Aboelkassem Blog

My digital garden, a place to share my thoughts...

Designing Data Intensive Applications Notes: Ch.2 Data Models and Query Languages

Designing Data Intensive Applications Notes: Ch.2 Data Models and Query Languages

Continuing our series for “Designing Data-Intensive Applications” book. In this article, we will walkthrough the second chapter of this book Chapter.2 Data Models and Query Languages.

Table of Content (TOC)

Data models are perhaps the most important part of developing software, because they have such a profound effect on the way we think about the problems we’re solving.

Relational Model vs Document Model

The best-known data model today is probably that of SQL, based on the relational model: data is organized into relations (called tables in SQL), where each relation is an unordered collection of tuples (rows in SQL).

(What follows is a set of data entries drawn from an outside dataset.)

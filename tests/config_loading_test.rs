//! Configuration file loading and layering

use std::fs;
use std::path::PathBuf;
use tempfile::TempDir;

use treecmp::compare::CompareBuilder;
use treecmp::config::{Config, ENV_KEY, ENV_PASSWORD};
use treecmp::strategies::{ChecksumAlgorithm, ColorMode, OutputFormat};
use treecmp::CompareError;

#[test]
fn test_load_toml() {
	let temp = TempDir::new().unwrap();
	let path = temp.path().join("treecmp.toml");
	fs::write(
		&path,
		r#"
source = "/data/site"
targets = ["web1", "web2"]
remoteRoot = "/srv/www"
algorithm = "blake3"
autoDelete = true
excludePatterns = ["*.tmp", "cache"]
maxDeletePercent = 10
outputFormat = "json"
colorMode = "never"

[ssh]
port = 2222
ioTimeoutSecs = 15
"#,
	)
	.unwrap();

	let config = Config::load_file(&path).unwrap();
	assert_eq!(config.source, Some(PathBuf::from("/data/site")));
	assert_eq!(config.targets, vec!["web1", "web2"]);
	assert_eq!(config.algorithm, ChecksumAlgorithm::Blake3);
	assert!(config.auto_delete);
	assert_eq!(config.exclude_patterns.len(), 2);
	assert_eq!(config.max_delete_percent, Some(10));
	assert_eq!(config.output_format, OutputFormat::Json);
	assert_eq!(config.color_mode, ColorMode::Never);
	assert_eq!(config.ssh.port, Some(2222));
	assert_eq!(config.ssh.io_timeout_secs, 15);
	// untouched fields keep their defaults
	assert_eq!(config.ssh.connect_timeout_secs, 30);
	assert!(config.validate().is_ok());
}

#[test]
fn test_load_json5() {
	let temp = TempDir::new().unwrap();
	let path = temp.path().join("treecmp.json5");
	fs::write(
		&path,
		r#"{
	// deploy mirrors
	source: "./site",
	targets: ["mirror1"],
	remoteRoot: "/var/www",
	keyPath: "/home/deploy/.ssh/id_ed25519",
}"#,
	)
	.unwrap();

	let config = Config::load_file(&path).unwrap();
	assert_eq!(config.targets, vec!["mirror1"]);
	assert_eq!(config.key_path, Some(PathBuf::from("/home/deploy/.ssh/id_ed25519")));
	assert_eq!(config.algorithm, ChecksumAlgorithm::Sha256);
}

#[test]
fn test_invalid_file_reports_path() {
	let temp = TempDir::new().unwrap();
	let path = temp.path().join("broken.toml");
	fs::write(&path, "targets = \"not a list\"").unwrap();

	match Config::load_file(&path) {
		Err(CompareError::InvalidConfig { message }) => assert!(message.contains("broken.toml")),
		other => panic!("unexpected result {:?}", other.map(|_| ())),
	}
	assert!(matches!(Config::load_file(&temp.path().join("absent.toml")), Err(CompareError::Io(_))));
}

#[test]
fn test_env_layer_over_file() {
	let mut config = Config { key_path: Some(PathBuf::from("/from/file")), ..Config::default() };
	config.apply_env_from(|name| match name {
		n if n == ENV_KEY => Some("/from/env".to_string()),
		n if n == ENV_PASSWORD => Some("pw".to_string()),
		_ => None,
	});
	assert_eq!(config.key_path, Some(PathBuf::from("/from/env")));
	assert_eq!(config.password.as_deref(), Some("pw"));
}

#[test]
fn test_builder_from_loaded_config() {
	let temp = TempDir::new().unwrap();
	let path = temp.path().join("c.json");
	fs::write(&path, r#"{"source": "/data", "targets": ["a"], "remoteRoot": "/srv", "excludePatterns": ["["]}"#)
		.unwrap();

	let config = Config::load_file(&path).unwrap();
	assert!(matches!(CompareBuilder::from_config(&config).build(), Err(CompareError::InvalidConfig { .. })));
}

// vim: ts=4
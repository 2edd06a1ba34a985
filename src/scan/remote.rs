//! Remote tree scanner

use std::future::Future;
use std::pin::Pin;
use tracing::{debug, info};

use super::ScanOptions;
use crate::checksum::checksum;
use crate::error::{ChecksumError, ScanError};
use crate::session::RemoteSession;
use crate::types::{EntryKind, FileLocation, FileRecord, RelativePath, TreeSnapshot};
use crate::validation;

type WalkFuture<'a> = Pin<Box<dyn Future<Output = Result<(), ScanError>> + Send + 'a>>;

/// Depth-first scan of `root` on a target
///
/// Any failed listing or read aborts the whole scan.
pub async fn scan_remote<S>(session: &mut S, root: &str, options: &ScanOptions) -> Result<TreeSnapshot, ScanError>
where
	S: RemoteSession + ?Sized,
{
	let mut snapshot = TreeSnapshot::new();
	walk(session, root, None, options, &mut snapshot).await?;
	info!("Scanned {} files in {}:{}", snapshot.len(), session.target(), root);
	Ok(snapshot)
}

/// Scan one directory; `prefix` is the relative path of `dir` (None at the root)
fn walk<'a, S>(
	session: &'a mut S,
	dir: &'a str,
	prefix: Option<&'a RelativePath>,
	options: &'a ScanOptions,
	snapshot: &'a mut TreeSnapshot,
) -> WalkFuture<'a>
where
	S: RemoteSession + ?Sized,
{
	Box::pin(async move {
		let entries = session
			.list_directory(dir)
			.await
			.map_err(|e| ScanError::Listing { path: dir.to_string(), source: e })?;

		for entry in entries {
			let remote_path = validation::join_remote(dir, &entry.name);
			let relative = match prefix {
				Some(parent) => parent.join(&entry.name),
				None => RelativePath::from_name(&entry.name),
			}
			.map_err(|e| ScanError::InvalidPath { path: remote_path.clone(), message: e.to_string() })?;

			if options.exclusions.is_excluded(relative.as_str()) {
				debug!("Excluded {}", relative);
				continue;
			}

			match entry.kind {
				EntryKind::SymLink => debug!("Skipping symlink {}", remote_path),
				EntryKind::Directory => {
					walk(&mut *session, &remote_path, Some(&relative), options, &mut *snapshot).await?;
				}
				EntryKind::File => {
					let checksum = {
						let mut source = session
							.open_read(&remote_path)
							.await
							.map_err(|e| ScanError::Open { path: remote_path.clone(), source: e })?;
						checksum(source.as_mut(), options.algorithm)
							.await
							.map_err(|e| ChecksumError::Read { path: remote_path.clone(), source: e })?
					};
					debug!("{} {}", checksum, relative);
					snapshot.insert(relative, FileRecord { checksum, location: FileLocation::Remote(remote_path) });
				}
			}
		}
		Ok(())
	})
}

#[cfg(test)]
mod tests {
	use super::*;
	use crate::checksum::{checksum_bytes, ByteSource, ReaderSource};
	use crate::exclusion::PatternMatcher;
	use crate::session::{SessionError, SessionResult};
	use crate::strategies::ChecksumAlgorithm;
	use crate::types::RemoteEntry;
	use async_trait::async_trait;
	use std::collections::HashMap;

	/// In-memory target: directories map to listings, files to content
	#[derive(Default)]
	struct FakeSession {
		dirs: HashMap<String, Vec<RemoteEntry>>,
		files: HashMap<String, Vec<u8>>,
		fail_read: Option<String>,
	}

	#[async_trait]
	impl RemoteSession for FakeSession {
		fn target(&self) -> &str {
			"fake"
		}

		async fn list_directory(&mut self, path: &str) -> SessionResult<Vec<RemoteEntry>> {
			self.dirs.get(path).cloned().ok_or(SessionError::NotFound { path: path.to_string() })
		}

		async fn open_read<'a>(&'a mut self, path: &str) -> SessionResult<Box<dyn ByteSource + 'a>> {
			if self.fail_read.as_deref() == Some(path) {
				return Err(SessionError::PermissionDenied { path: path.to_string() });
			}
			let data = self.files.get(path).ok_or(SessionError::NotFound { path: path.to_string() })?;
			Ok(Box::new(ReaderSource::new(&data[..])))
		}

		async fn delete_file(&mut self, path: &str) -> SessionResult<()> {
			self.files.remove(path).map(|_| ()).ok_or(SessionError::NotFound { path: path.to_string() })
		}

		async fn close(&mut self) -> SessionResult<()> {
			Ok(())
		}
	}

	fn sample() -> FakeSession {
		let mut session = FakeSession::default();
		session.dirs.insert(
			"/srv".to_string(),
			vec![
				RemoteEntry::new("a.txt", EntryKind::File),
				RemoteEntry::new("link", EntryKind::SymLink),
				RemoteEntry::new("sub", EntryKind::Directory),
			],
		);
		session.dirs.insert("/srv/sub".to_string(), vec![RemoteEntry::new("b.txt", EntryKind::File)]);
		session.files.insert("/srv/a.txt".to_string(), b"hi".to_vec());
		session.files.insert("/srv/sub/b.txt".to_string(), b"x".to_vec());
		session
	}

	#[tokio::test]
	async fn test_scan_builds_relative_keys() {
		let mut session = sample();
		let snapshot = scan_remote(&mut session, "/srv", &ScanOptions::default()).await.unwrap();

		let keys: Vec<&str> = snapshot.keys().map(|k| k.as_str()).collect();
		assert_eq!(keys, vec!["a.txt", "sub/b.txt"]);

		let b = &snapshot[&RelativePath::new("sub/b.txt").unwrap()];
		assert_eq!(b.location, FileLocation::Remote("/srv/sub/b.txt".to_string()));
		assert_eq!(b.checksum, checksum_bytes(b"x", ChecksumAlgorithm::Sha256));
	}

	#[tokio::test]
	async fn test_repeated_scans_do_not_share_state() {
		let mut session = sample();
		let first = scan_remote(&mut session, "/srv/sub", &ScanOptions::default()).await.unwrap();
		let second = scan_remote(&mut session, "/srv/sub", &ScanOptions::default()).await.unwrap();
		assert_eq!(first, second);
		assert!(first.contains_key(&RelativePath::new("b.txt").unwrap()));
	}

	#[tokio::test]
	async fn test_read_failure_aborts_scan() {
		let mut session = sample();
		session.fail_read = Some("/srv/sub/b.txt".to_string());
		let err = scan_remote(&mut session, "/srv", &ScanOptions::default()).await.unwrap_err();
		assert!(matches!(err, ScanError::Open { .. }));
	}

	#[tokio::test]
	async fn test_missing_root_is_listing_error() {
		let mut session = sample();
		let err = scan_remote(&mut session, "/nope", &ScanOptions::default()).await.unwrap_err();
		assert!(matches!(err, ScanError::Listing { .. }));
	}

	#[tokio::test]
	async fn test_excluded_directory_not_listed() {
		let mut session = sample();
		session.dirs.remove("/srv/sub");
		let exclusions = PatternMatcher::new(&["sub".to_string()]).unwrap();
		let options = ScanOptions::new(ChecksumAlgorithm::Sha256, exclusions);
		let snapshot = scan_remote(&mut session, "/srv", &options).await.unwrap();
		assert_eq!(snapshot.len(), 1);
	}
}

// vim: ts=4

by the mid-1980s, relational database management systems (RDBMSes) and SQL had become the tools of choice for most people who needed to store and query data with some kind of regular structure.

Relational model today’s use case for transaction processing (entering sales or banking transactions, airline reservations, stock-keeping in warehouses) and batch processing (customer invoicing, payroll, reporting).

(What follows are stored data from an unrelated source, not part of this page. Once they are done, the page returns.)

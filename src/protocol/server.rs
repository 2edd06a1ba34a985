//! Server side of the wire protocol (`treecmp serve`)
//!
//! Answers LIST/READ/DEL requests from a [`RemoteSession`], normally a
//! [`LocalSession`] rooted at `/`. A malformed request is answered with ERR
//! and the loop keeps going; only transport failures end it early.

use std::io;
use tokio::io::{AsyncBufRead, AsyncWrite, AsyncWriteExt, BufReader};
use tracing::{debug, info, warn};

use super::error::ProtocolError;
use super::messages::{
	read_message, write_message, RemoteErrorKind, Request, Response, FRAME_SIZE, PROTOCOL_VERSION,
};
use crate::session::{LocalSession, RemoteSession};

/// Serve requests until QUIT or end of input
pub async fn serve<S, R, W>(session: &mut S, mut reader: R, mut writer: W) -> Result<(), ProtocolError>
where
	S: RemoteSession + ?Sized,
	R: AsyncBufRead + Unpin,
	W: AsyncWrite + Unpin,
{
	write_message(&mut writer, &Response::Ready { ver: PROTOCOL_VERSION }).await?;
	writer.flush().await?;

	loop {
		let request = match read_message::<_, Request>(&mut reader).await {
			Ok(Some(request)) => request,
			Ok(None) => {
				debug!("Client closed input");
				break;
			}
			Err(ProtocolError::Json(msg)) => {
				warn!("Malformed request: {}", msg);
				let response = Response::Err { kind: RemoteErrorKind::Other, msg };
				write_message(&mut writer, &response).await?;
				writer.flush().await?;
				continue;
			}
			Err(e) => return Err(e),
		};

		match request {
			Request::List { path } => handle_list(session, &mut writer, &path).await?,
			Request::Read { path } => handle_read(session, &mut writer, &path).await?,
			Request::Del { path } => handle_delete(session, &mut writer, &path).await?,
			Request::Quit => {
				debug!("QUIT received");
				break;
			}
		}
		writer.flush().await?;
	}

	if let Err(e) = session.close().await {
		warn!("Closing session failed: {}", e);
	}
	Ok(())
}

/// Serve the whole local filesystem over stdin/stdout
pub async fn serve_stdio() -> Result<(), ProtocolError> {
	info!("Serving on stdio (protocol v{})", PROTOCOL_VERSION);
	let mut session = LocalSession::new("stdio", "/");
	serve(&mut session, BufReader::new(tokio::io::stdin()), tokio::io::stdout()).await
}

async fn handle_list<S, W>(session: &mut S, writer: &mut W, path: &str) -> Result<(), ProtocolError>
where
	S: RemoteSession + ?Sized,
	W: AsyncWrite + Unpin,
{
	match session.list_directory(path).await {
		Ok(entries) => {
			for entry in entries {
				write_message(writer, &Response::Ent { kind: entry.kind, name: entry.name }).await?;
			}
			write_message(writer, &Response::End).await
		}
		Err(e) => {
			debug!("LIST {} failed: {}", path, e);
			write_message(writer, &Response::from_session_error(&e)).await
		}
	}
}

async fn handle_read<S, W>(session: &mut S, writer: &mut W, path: &str) -> Result<(), ProtocolError>
where
	S: RemoteSession + ?Sized,
	W: AsyncWrite + Unpin,
{
	let mut source = match session.open_read(path).await {
		Ok(source) => source,
		Err(e) => {
			debug!("READ {} failed: {}", path, e);
			return write_message(writer, &Response::from_session_error(&e)).await;
		}
	};

	let mut buf = vec![0u8; FRAME_SIZE];
	loop {
		match source.read_chunk(&mut buf).await {
			Ok(0) => return write_message(writer, &Response::Data { len: 0 }).await,
			Ok(n) => {
				write_message(writer, &Response::Data { len: n }).await?;
				writer.write_all(&buf[..n]).await?;
			}
			Err(e) if e.kind() == io::ErrorKind::Interrupted => continue,
			Err(e) => {
				warn!("READ {} aborted: {}", path, e);
				let kind = match e.kind() {
					io::ErrorKind::NotFound => RemoteErrorKind::NotFound,
					io::ErrorKind::PermissionDenied => RemoteErrorKind::PermissionDenied,
					_ => RemoteErrorKind::Other,
				};
				return write_message(writer, &Response::Err { kind, msg: e.to_string() }).await;
			}
		}
	}
}

async fn handle_delete<S, W>(session: &mut S, writer: &mut W, path: &str) -> Result<(), ProtocolError>
where
	S: RemoteSession + ?Sized,
	W: AsyncWrite + Unpin,
{
	match session.delete_file(path).await {
		Ok(()) => {
			info!("Deleted {}", path);
			write_message(writer, &Response::Done).await
		}
		Err(e) => {
			debug!("DEL {} failed: {}", path, e);
			write_message(writer, &Response::from_session_error(&e)).await
		}
	}
}

// vim: ts=4
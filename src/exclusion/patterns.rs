//! Pattern-based path exclusion using glob patterns

use super::ExclusionError;
use globset::{Glob, GlobSet, GlobSetBuilder};

/// Matches canonical relative paths against user supplied globs
///
/// `*` crosses directory separators, so `*.tmp` excludes `sub/x.tmp`.
#[derive(Debug, Clone)]
pub struct PatternMatcher {
	exclude_set: GlobSet,
	patterns: Vec<String>,
}

impl PatternMatcher {
	/// Compile the given patterns
	pub fn new(exclude_patterns: &[String]) -> Result<Self, ExclusionError> {
		let mut builder = GlobSetBuilder::new();
		for pattern in exclude_patterns {
			let glob = Glob::new(pattern)
				.map_err(|e| ExclusionError::InvalidPattern(format!("{}: {}", pattern, e)))?;
			builder.add(glob);
		}
		let exclude_set = builder.build().map_err(|e| {
			ExclusionError::InvalidPattern(format!("Failed to build pattern set: {}", e))
		})?;

		Ok(Self { exclude_set, patterns: exclude_patterns.to_vec() })
	}

	/// Matcher that excludes nothing
	pub fn empty() -> Self {
		Self { exclude_set: GlobSet::empty(), patterns: Vec::new() }
	}

	/// Check a canonical relative path
	pub fn is_excluded(&self, relative: &str) -> bool {
		!self.patterns.is_empty() && self.exclude_set.is_match(relative)
	}

	pub fn patterns(&self) -> &[String] {
		&self.patterns
	}
}

impl Default for PatternMatcher {
	fn default() -> Self {
		Self::empty()
	}
}


// vim: ts=4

The goal of the relational model was to hide that implementation detail behind a cleaner interface.

In the 2010s, NoSQL is the latest attempt to overthrow the relational model’s dominance. NoSQL name refer to 2009 twitter hashtag for new open source, non relational database meaning “Not Only SQL”.

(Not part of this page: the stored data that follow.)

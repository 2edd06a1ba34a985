//! Client/server protocol tests over an in-process duplex pipe

use std::fs;
use std::time::Duration;
use tempfile::TempDir;
use tokio::io::{AsyncBufReadExt, AsyncWriteExt, BufReader, DuplexStream, ReadHalf, WriteHalf};
use tokio::task::JoinHandle;

use treecmp::checksum::{checksum, checksum_bytes, checksum_file};
use treecmp::error::ConnectionError;
use treecmp::protocol::{serve, ProtocolClient, ProtocolError};
use treecmp::scan::{scan_local, scan_remote, ScanOptions};
use treecmp::session::{LocalSession, RemoteSession, SessionError};
use treecmp::strategies::ChecksumAlgorithm;
use treecmp::types::{EntryKind, RemoteEntry};

type Client = ProtocolClient<BufReader<ReadHalf<DuplexStream>>, WriteHalf<DuplexStream>>;

const TIMEOUT: Duration = Duration::from_secs(5);

/// Serve `base` over a duplex pipe and return a connected client
async fn start(base: &std::path::Path) -> (Client, JoinHandle<Result<(), ProtocolError>>) {
	let (client_io, server_io) = tokio::io::duplex(64 * 1024);

	let base = base.to_path_buf();
	let server = tokio::spawn(async move {
		let (read, write) = tokio::io::split(server_io);
		let mut session = LocalSession::new("server", base);
		serve(&mut session, BufReader::new(read), write).await
	});

	let (read, write) = tokio::io::split(client_io);
	let client = ProtocolClient::connect("duplex", BufReader::new(read), write, TIMEOUT, TIMEOUT)
		.await
		.unwrap();
	(client, server)
}

fn sample_tree() -> TempDir {
	let temp = TempDir::new().unwrap();
	fs::create_dir_all(temp.path().join("srv/sub")).unwrap();
	fs::write(temp.path().join("srv/a.txt"), "hi").unwrap();
	fs::write(temp.path().join("srv/sub/b.txt"), "x").unwrap();
	temp
}

// ============================================================================
// Session Operations
// ============================================================================

#[tokio::test]
async fn test_list_directory() {
	let temp = sample_tree();
	let (mut client, server) = start(temp.path()).await;

	let entries = client.list_directory("/srv").await.unwrap();
	assert_eq!(
		entries,
		vec![RemoteEntry::new("a.txt", EntryKind::File), RemoteEntry::new("sub", EntryKind::Directory)]
	);

	let err = client.list_directory("/missing").await.unwrap_err();
	assert!(err.is_not_found());

	client.close().await.unwrap();
	server.await.unwrap().unwrap();
}

#[tokio::test]
async fn test_remote_checksum_matches_local() {
	let temp = sample_tree();
	// spans several DATA frames
	let big: Vec<u8> = (0..200_000u32).map(|i| (i % 253) as u8).collect();
	fs::write(temp.path().join("srv/big.bin"), &big).unwrap();
	let (mut client, server) = start(temp.path()).await;

	for algorithm in [ChecksumAlgorithm::Sha256, ChecksumAlgorithm::Blake3] {
		let local = checksum_file(&temp.path().join("srv/big.bin"), algorithm).await.unwrap();
		let remote = {
			let mut stream = client.open_read("/srv/big.bin").await.unwrap();
			checksum(stream.as_mut(), algorithm).await.unwrap()
		};
		assert_eq!(local, remote);
		assert_eq!(remote, checksum_bytes(&big, algorithm));
	}

	// session still usable after streaming
	assert_eq!(client.list_directory("/srv/sub").await.unwrap().len(), 1);

	client.close().await.unwrap();
	server.await.unwrap().unwrap();
}

#[tokio::test]
async fn test_empty_file_stream() {
	let temp = sample_tree();
	fs::write(temp.path().join("srv/empty"), "").unwrap();
	let (mut client, server) = start(temp.path()).await;

	let digest = {
		let mut stream = client.open_read("/srv/empty").await.unwrap();
		checksum(stream.as_mut(), ChecksumAlgorithm::Sha256).await.unwrap()
	};
	assert_eq!(digest, checksum_bytes(b"", ChecksumAlgorithm::Sha256));

	client.close().await.unwrap();
	server.await.unwrap().unwrap();
}

#[tokio::test]
async fn test_open_missing_file() {
	let temp = sample_tree();
	let (mut client, server) = start(temp.path()).await;

	match client.open_read("/srv/nope.txt").await {
		Err(e) => assert!(e.is_not_found()),
		Ok(_) => panic!("opened a missing file"),
	}

	client.close().await.unwrap();
	server.await.unwrap().unwrap();
}

#[tokio::test]
async fn test_delete_then_not_found() {
	let temp = sample_tree();
	let (mut client, server) = start(temp.path()).await;

	client.delete_file("/srv/a.txt").await.unwrap();
	assert!(!temp.path().join("srv/a.txt").exists());

	let err = client.delete_file("/srv/a.txt").await.unwrap_err();
	assert!(matches!(err, SessionError::NotFound { .. }));

	client.close().await.unwrap();
	server.await.unwrap().unwrap();
}

#[tokio::test]
async fn test_scan_over_protocol_equals_local_scan() {
	let temp = sample_tree();
	let (mut client, server) = start(temp.path()).await;
	let options = ScanOptions::default();

	let remote = scan_remote(&mut client, "/srv", &options).await.unwrap();
	let local = scan_local(&temp.path().join("srv"), &options).await.unwrap();

	assert_eq!(remote.keys().collect::<Vec<_>>(), local.keys().collect::<Vec<_>>());
	for (path, record) in &remote {
		assert_eq!(record.checksum, local[path].checksum);
	}

	client.close().await.unwrap();
	server.await.unwrap().unwrap();
}

#[tokio::test]
async fn test_close_is_idempotent() {
	let temp = sample_tree();
	let (mut client, server) = start(temp.path()).await;
	client.close().await.unwrap();
	client.close().await.unwrap();
	server.await.unwrap().unwrap();
}

// ============================================================================
// Handshake and Malformed Input
// ============================================================================

#[tokio::test]
async fn test_version_mismatch_rejected() {
	let (client_io, mut server_io) = tokio::io::duplex(1024);
	server_io.write_all(b"{\"cmd\":\"READY\",\"ver\":99}\n").await.unwrap();

	let (read, write) = tokio::io::split(client_io);
	let result = ProtocolClient::connect("old", BufReader::new(read), write, TIMEOUT, TIMEOUT).await;
	assert!(matches!(result, Err(ConnectionError::HandshakeFailed { .. })));
}

#[tokio::test]
async fn test_silent_server_times_out() {
	let (client_io, _server_io) = tokio::io::duplex(1024);
	let (read, write) = tokio::io::split(client_io);
	let result =
		ProtocolClient::connect("mute", BufReader::new(read), write, Duration::from_millis(100), TIMEOUT).await;
	assert!(matches!(result, Err(ConnectionError::Timeout { .. })));
}

#[tokio::test]
async fn test_closed_before_greeting() {
	let (client_io, server_io) = tokio::io::duplex(1024);
	drop(server_io);
	let (read, write) = tokio::io::split(client_io);
	let result = ProtocolClient::connect("gone", BufReader::new(read), write, TIMEOUT, TIMEOUT).await;
	assert!(matches!(result, Err(ConnectionError::HandshakeFailed { .. })));
}

#[tokio::test]
async fn test_server_answers_garbage_with_err() {
	let temp = sample_tree();
	let (client_io, server_io) = tokio::io::duplex(64 * 1024);
	let base = temp.path().to_path_buf();
	let server = tokio::spawn(async move {
		let (read, write) = tokio::io::split(server_io);
		let mut session = LocalSession::new("server", base);
		serve(&mut session, BufReader::new(read), write).await
	});

	let (read, mut write) = tokio::io::split(client_io);
	let mut lines = BufReader::new(read).lines();
	assert_eq!(lines.next_line().await.unwrap().unwrap(), r#"{"cmd":"READY","ver":1}"#);

	write.write_all(b"this is not json\n").await.unwrap();
	let reply = lines.next_line().await.unwrap().unwrap();
	assert!(reply.starts_with(r#"{"cmd":"ERR","kind":"other""#));

	write.write_all(b"{\"cmd\":\"DEL\",\"pth\":\"/srv/a.txt\"}\n").await.unwrap();
	assert_eq!(lines.next_line().await.unwrap().unwrap(), r#"{"cmd":"OK"}"#);

	write.write_all(b"{\"cmd\":\"QUIT\"}\n").await.unwrap();
	server.await.unwrap().unwrap();
}

#[tokio::test]
async fn test_unresponsive_server_surfaces_timeout() {
	let (client_io, mut server_io) = tokio::io::duplex(1024);
	server_io.write_all(b"{\"cmd\":\"READY\",\"ver\":1}\n").await.unwrap();

	let (read, write) = tokio::io::split(client_io);
	let mut client =
		ProtocolClient::connect("slow", BufReader::new(read), write, TIMEOUT, Duration::from_millis(100))
			.await
			.unwrap();

	let err = client.list_directory("/srv").await.unwrap_err();
	assert!(matches!(err, SessionError::Protocol(ProtocolError::Timeout { .. })));
	drop(server_io);
}

// vim: ts=4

NoSQL databases have been adopted quickly and easily because:

  • It provided a better scaling mechanism, including very high write throughput than relational databases
  • It was free and open source
  • It supported few specific query operations better than relational databases
  • It provided more dynamic and expressive data model than relational databases

Relational databases will continue to be used alongside a broad variety of non-relational datastores (Polyglot Persistence).

Many applications today is done in object-oriented programming languages. An translation layer is required between the objects in application code and the database model of tables, rows, and columns (SQL). Object-relational mapping (ORM) frameworks like ActiveRecord, EntityFramework, and Hibernate reduce the amount of boilerplate code required for this translation layer, but they can’t completely hide the differences between the two models.

The following image illustrate an example of resume (a LinkedIn profile) expressed in a relational schema.

Relational databases deal with the one-to-many relationship in one of three ways:

  • The common normalized way is to put the many values in a separate table, with foreign key reference to the one (like the above image)
  • Later versions of SQL allowed multi-valued data be stored in a single row, with support for querying inside them (XML or JSON datatypes).
  • The least favorable option is to store them as encoded JSON or XML, and let the application do the internal query.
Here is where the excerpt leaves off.